Hi, a friend who is also a single mum came around today and asked me (even after she knows how miserable I was in an abusive relationship) if I could not see a way of going back to him as life as a single mum with no support does not improve and I could always be on my own......true the kids are wrecking the house, I am tired and poor, and feel like I have lost my mojo....but is giving up and putting up the answer? I do think life is no bed of roses for the kids either as the weight of the work and responsibility gets me down and all to much sometimes and I shout at them for stuff I would not have shouted at them for if I had money in the bank and support in/out of the home. Maybe I'm too proud/stubborn but are those really my options?

OP posts:
StupidMistakes · 10/01/2014 12:11

No those are not your options. Reach out and ask for support now. Speak to your health visitor or doctor or local children's centre. They can and will help. Do not go back. Believe me I've been in an abusive and violent relationship and am so glad I didn't go back.

(((hugs)))

caramelwaffle · 10/01/2014 12:13

No: you do not need to "give up and put up"

You need an abuse free existence and - quite simply - more money.

How you get more money (to pay for childcare/rest/relaxation/food/shelter) depends on your personal circumstances but it is not by getting back with an abusive man.

It can and will get better.

cestlavielife · 10/01/2014 12:24

work on finding a way to manage life with kids work etc...it is far better than putitng up with abuse; for you and them.

your friend clealry has her own issues ... did her ex leave her for another woman? so it wasnt abuse ?
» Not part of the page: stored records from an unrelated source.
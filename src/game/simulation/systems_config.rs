/// Configuration initialization systems
///
/// Systems that handle loading and updating simulation configuration from:
/// - InitialConfig (loaded before startup from initial_config.ron)
/// - GameConfig (hot-reloadable runtime settings from game_config.ron)

use bevy::prelude::*;
use std::time::Duration;

use crate::game::config::{GameConfig, GameConfigHandle, InitialConfig};
use crate::game::structures::FlowField;
use super::clocks::{ClockId, TickSources};
use super::resources::*;

/// Initialize SimConfig from InitialConfig at startup
pub fn init_sim_config_from_initial(
    mut fixed_time: ResMut<Time<Fixed>>,
    mut sim_config: ResMut<SimConfig>,
    mut sources: ResMut<TickSources>,
    mut grid: ResMut<CollisionGrid>,
    mut field: ResMut<PursuitField>,
    initial_config: Option<Res<InitialConfig>>,
) {
    let default_config;
    let config = match &initial_config {
        Some(cfg) => cfg.as_ref(),
        None => {
            warn!("InitialConfig not found, using defaults");
            default_config = InitialConfig::default();
            &default_config
        }
    };

    apply_initial_config(&mut sim_config, config);
    fixed_time.set_timestep_seconds(1.0 / sim_config.tick_rate);

    match Duration::try_from_secs_f32(sim_config.spawn_interval_secs) {
        Ok(interval) if !interval.is_zero() => sources.set_interval(ClockId::SPAWN, interval),
        _ => warn!(
            "[CONFIG] Ignoring spawn interval {}s, keeping the default",
            sim_config.spawn_interval_secs
        ),
    }
    grid.0.set_cell_size(sim_config.spatial_cell_size);
    field.0 = FlowField::new(sim_config.flow_cell_size, sim_config.flow_side_width);

    info!(
        "SimConfig initialized: {} Hz, grid cell {}, pursuit field {}x{} cells of {}",
        sim_config.tick_rate,
        sim_config.spatial_cell_size,
        field.0.side(),
        field.0.side(),
        sim_config.flow_cell_size
    );
}

/// Copy every simulation value out of the loaded file.
pub fn apply_initial_config(sim_config: &mut SimConfig, config: &InitialConfig) {
    sim_config.tick_rate = config.tick_rate;
    sim_config.spatial_cell_size = config.spatial_cell_size;
    sim_config.collision_parallel = config.collision_parallel;
    sim_config.flow_cell_size = config.flow_cell_size;
    sim_config.flow_side_width = config.flow_side_width;
    sim_config.crowd_weight = config.crowd_weight;
    sim_config.player_speed = config.player_speed;
    sim_config.pursuer_speed = config.pursuer_speed;
    sim_config.pursuer_radius = config.pursuer_radius;
    sim_config.pursuer_health = config.pursuer_health;
    sim_config.pursuer_drag = config.pursuer_drag;
    sim_config.max_steering_force = config.max_steering_force;
    sim_config.neighbor_radius = config.neighbor_radius;
    sim_config.separation_radius = config.separation_radius;
    sim_config.separation_weight = config.separation_weight;
    sim_config.alignment_weight = config.alignment_weight;
    sim_config.contact_damage = config.contact_damage;
    sim_config.invulnerability_secs = config.invulnerability_secs;
    sim_config.knockback = config.knockback;
    sim_config.fire_interval_secs = config.fire_interval_secs;
    sim_config.projectile_speed = config.projectile_speed;
    sim_config.projectile_damage = config.projectile_damage;
    sim_config.projectile_pierce = config.projectile_pierce;
    sim_config.projectile_lifetime_secs = config.projectile_lifetime_secs;
    sim_config.pickup_range = config.pickup_range;
    sim_config.pickup_speed = config.pickup_speed;
    sim_config.xp_first_level = config.xp_first_level;
    sim_config.xp_growth = config.xp_growth;
    sim_config.spawn_interval_secs = config.spawn_interval_secs;
    sim_config.spawn_radius = config.spawn_radius;
    sim_config.spawn_batch = config.spawn_batch;
    sim_config.max_pursuers = config.max_pursuers;
}

/// Handle hot-reloadable runtime configuration
pub fn update_sim_from_runtime_config(
    config_handle: Option<Res<GameConfigHandle>>,
    game_configs: Res<Assets<GameConfig>>,
    mut events: MessageReader<AssetEvent<GameConfig>>,
) {
    let Some(config_handle) = config_handle else { return };
    for event in events.read() {
        if event.is_modified(config_handle.0.id()) || event.is_loaded_with_dependencies(config_handle.0.id()) {
            if let Some(config) = game_configs.get(&config_handle.0) {
                // Systems read GameConfig directly; nothing is copied.
                info!("Runtime config loaded/updated (pause key {:?}, debug keys {:?}/{:?}/{:?})",
                      config.key_pause, config.key_debug_colliders, config.key_debug_flow, config.key_debug_grid);
            }
        }
    }
}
lizzie479 · 10/01/2014 12:24

Thankyou :)

OP posts:
lizzie479 · 10/01/2014 12:28

You are right cest la vie, my friend met someone after 6 year s of being a single mum and after a week he broke up with her (just recently). I am not sure why her and her husband broke up...think it was irreconciliable diferences? She feels she will always be alone and that life is a struggle and the kids suffer. I think she feels I am going down the same path, maybe she has regrets?

OP posts:
Cbeebijeebies · 10/01/2014 13:34

If you left your husband i'm sure you 'meant it' and had good reasons. At least you're not miserably married, which is worse than being an LP in my opinion! (I'm a lone parent myself with a miserable excuse for an ex and a lovely new DP).

starlight1234 · 10/01/2014 13:59

Maybe it is more about her struggle than yours...I have been on my own for 5 years but have to say..My DS and I are very settled, financially we are far better off as all the money is not going on drink and drugs.
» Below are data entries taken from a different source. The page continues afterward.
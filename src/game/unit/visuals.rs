use bevy::prelude::*;

use crate::game::geometry::ColliderShape;
use crate::game::simulation::{layers, Collider, SimTransform};

/// Gives every new collider a flat sprite sized to its shape.
pub(super) fn spawn_collider_visuals(
    mut commands: Commands,
    query: Query<(Entity, &Collider, &SimTransform), Added<Collider>>,
) {
    for (entity, collider, local) in query.iter() {
        let size = match collider.shape {
            ColliderShape::Circle { radius } => Vec2::splat(radius * 2.0),
            ColliderShape::Box { half_extents } => half_extents * 2.0,
        };
        commands.entity(entity).insert((
            Sprite::from_color(layer_color(collider.layers), size),
            Transform::from_translation(local.position.extend(0.0)),
        ));
    }
}

fn layer_color(collider_layers: u32) -> Color {
    if collider_layers & layers::PLAYER != 0 {
        Color::srgb(0.2, 0.6, 1.0)
    } else if collider_layers & layers::PURSUER != 0 {
        Color::srgb(0.8, 0.2, 0.2)
    } else if collider_layers & layers::PROJECTILE != 0 {
        Color::srgb(1.0, 1.0, 0.4)
    } else if collider_layers & layers::POWERUP != 0 {
        Color::srgb(0.3, 1.0, 0.4)
    } else {
        Color::srgb(0.45, 0.45, 0.45)
    }
}

/// Copies simulation transforms into render transforms.
///
/// Local into local: Bevy's own hierarchy then composes children the same way
/// the simulation does.
pub(super) fn sync_visuals(mut query: Query<(&mut Transform, &SimTransform), Changed<SimTransform>>) {
    for (mut transform, local) in query.iter_mut() {
        transform.translation.x = local.position.x;
        transform.translation.y = local.position.y;
        transform.rotation = Quat::from_rotation_z(local.rotation);
        transform.scale = local.scale.extend(1.0);
    }
}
I think it is about getting settled in your life..When my Ds was young we did have some support through childrens centre...and it does get easier as they get older

fuzzywuzzy · 10/01/2014 14:06

How long ago did you leave Lizzie?

I left twatface and at first it was hard, because fo him actually and all the crap he threw at me and tried to make life hell for me financially (as he couldn't get at my anymore physically).

My DD's are now older and we quickly developed a routine, where we all pitched in and nothing had to be perfect, where we spent and still spend any free time together enjoying eachothers company and relaxing. The only blot in our lives is ex still dragging things out at court, but I think that too is ending soon.
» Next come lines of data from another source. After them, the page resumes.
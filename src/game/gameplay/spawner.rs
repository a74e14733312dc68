use bevy::prelude::*;
use rand::rngs::StdRng;
use rand::{Rng, SeedableRng};

use crate::game::simulation::{layers, Collider, PhysicsBody, SimConfig, SimGlobalTransform, SimTransform};
use crate::game::unit::{Player, Pursuer};

use super::components::Health;

/// Ring spawner for the horde. Seeded so a run can be replayed.
#[derive(Resource)]
pub struct PursuerSpawner {
    rng: StdRng,
    pub spawned: u64,
}

impl PursuerSpawner {
    pub fn seeded(seed: u64) -> Self {
        Self { rng: StdRng::seed_from_u64(seed), spawned: 0 }
    }

    /// Uniform point on the circle of `radius` around `center`.
    pub fn ring_point(&mut self, center: Vec2, radius: f32) -> Vec2 {
        let angle = self.rng.random_range(0.0..std::f32::consts::TAU);
        center + Vec2::from_angle(angle) * radius
    }
}

impl Default for PursuerSpawner {
    fn default() -> Self {
        Self::seeded(0x5eed)
    }
}

/// Runs on the `SPAWN` clock. Tops the horde up by one batch, never past
/// `max_pursuers`.
pub fn spawn_pursuers(
    mut commands: Commands,
    mut spawner: ResMut<PursuerSpawner>,
    player: Query<&SimGlobalTransform, With<Player>>,
    pursuers: Query<(), With<Pursuer>>,
    sim_config: Res<SimConfig>,
) {
    let Ok(player_transform) = player.single() else { return };

    let alive = pursuers.iter().count();
    let batch = sim_config.spawn_batch.min(sim_config.max_pursuers.saturating_sub(alive));
    for _ in 0..batch {
        let position = spawner.ring_point(player_transform.position(), sim_config.spawn_radius);
        commands.spawn(pursuer_bundle(position, &sim_config));
        spawner.spawned += 1;
    }

    if batch > 0 && spawner.spawned % 100 == 0 {
        info!("[SPAWNER] {} pursuers spawned, {} alive", spawner.spawned, alive + batch);
    }
}

pub fn pursuer_bundle(position: Vec2, sim_config: &SimConfig) -> impl Bundle {
    (
        Pursuer,
        SimTransform::from_position(position),
        PhysicsBody::default().with_drag(sim_config.pursuer_drag),
        Collider::circle(sim_config.pursuer_radius).with_layers(layers::PURSUER, layers::ALL),
        Health::new(sim_config.pursuer_health),
    )
}
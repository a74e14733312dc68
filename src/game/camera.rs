use bevy::prelude::*;
use bevy::input::mouse::MouseWheel;

use crate::game::unit::Player;

pub struct FollowCameraPlugin;

impl Plugin for FollowCameraPlugin {
    fn build(&self, app: &mut App) {
        app.add_systems(Startup, spawn_camera)
           .add_systems(Update, (follow_player, zoom_camera));
    }
}

#[derive(Component)]
pub struct FollowCamera;

fn spawn_camera(mut commands: Commands) {
    commands.spawn((Camera2d, FollowCamera));
}

/// Ease toward the player's rendered position.
fn follow_player(
    mut cameras: Query<&mut Transform, (With<FollowCamera>, Without<Player>)>,
    player: Query<&Transform, With<Player>>,
    time: Res<Time>,
) {
    let Ok(mut camera) = cameras.single_mut() else { return };
    let Ok(target) = player.single() else { return };

    let blend = (time.delta_secs() * 5.0).min(1.0);
    let goal = target.translation.truncate();
    let current = camera.translation.truncate();
    let next = current.lerp(goal, blend);
    camera.translation.x = next.x;
    camera.translation.y = next.y;
}

fn zoom_camera(
    mut cameras: Query<&mut Projection, With<FollowCamera>>,
    mut scroll_evr: MessageReader<MouseWheel>,
) {
    let Ok(mut projection) = cameras.single_mut() else { return };
    let Projection::Orthographic(ortho) = projection.as_mut() else { return };

    for ev in scroll_evr.read() {
        ortho.scale = (ortho.scale * (1.0 - ev.y * 0.1)).clamp(0.25, 4.0);
    }
}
So it does get better, your kids will get older, the pressure will ease, sod the housework and I hope when you're ready you meet a wonderful partner who treats you with the outmost love and respect.

SantasLittleMonkeyButler · 10/01/2014 14:19

No, no and no again. You sound like you could use some support, but that support most definitely does not need to mean putting up with an abusive partner.

Well done for making the break, life will get better for you & your DCs. It's always worth seeing if you have a local Children's Centre who could offer some support/advice - do you use a nursery at all? Do you have a pre-school child who would be eligible for free hours? Whether you use those hours to work or just to get some child-free thinking time Smile.

Absolutely take any help offered to make things easier for yourself. Good luck, a happier future awaits Smile.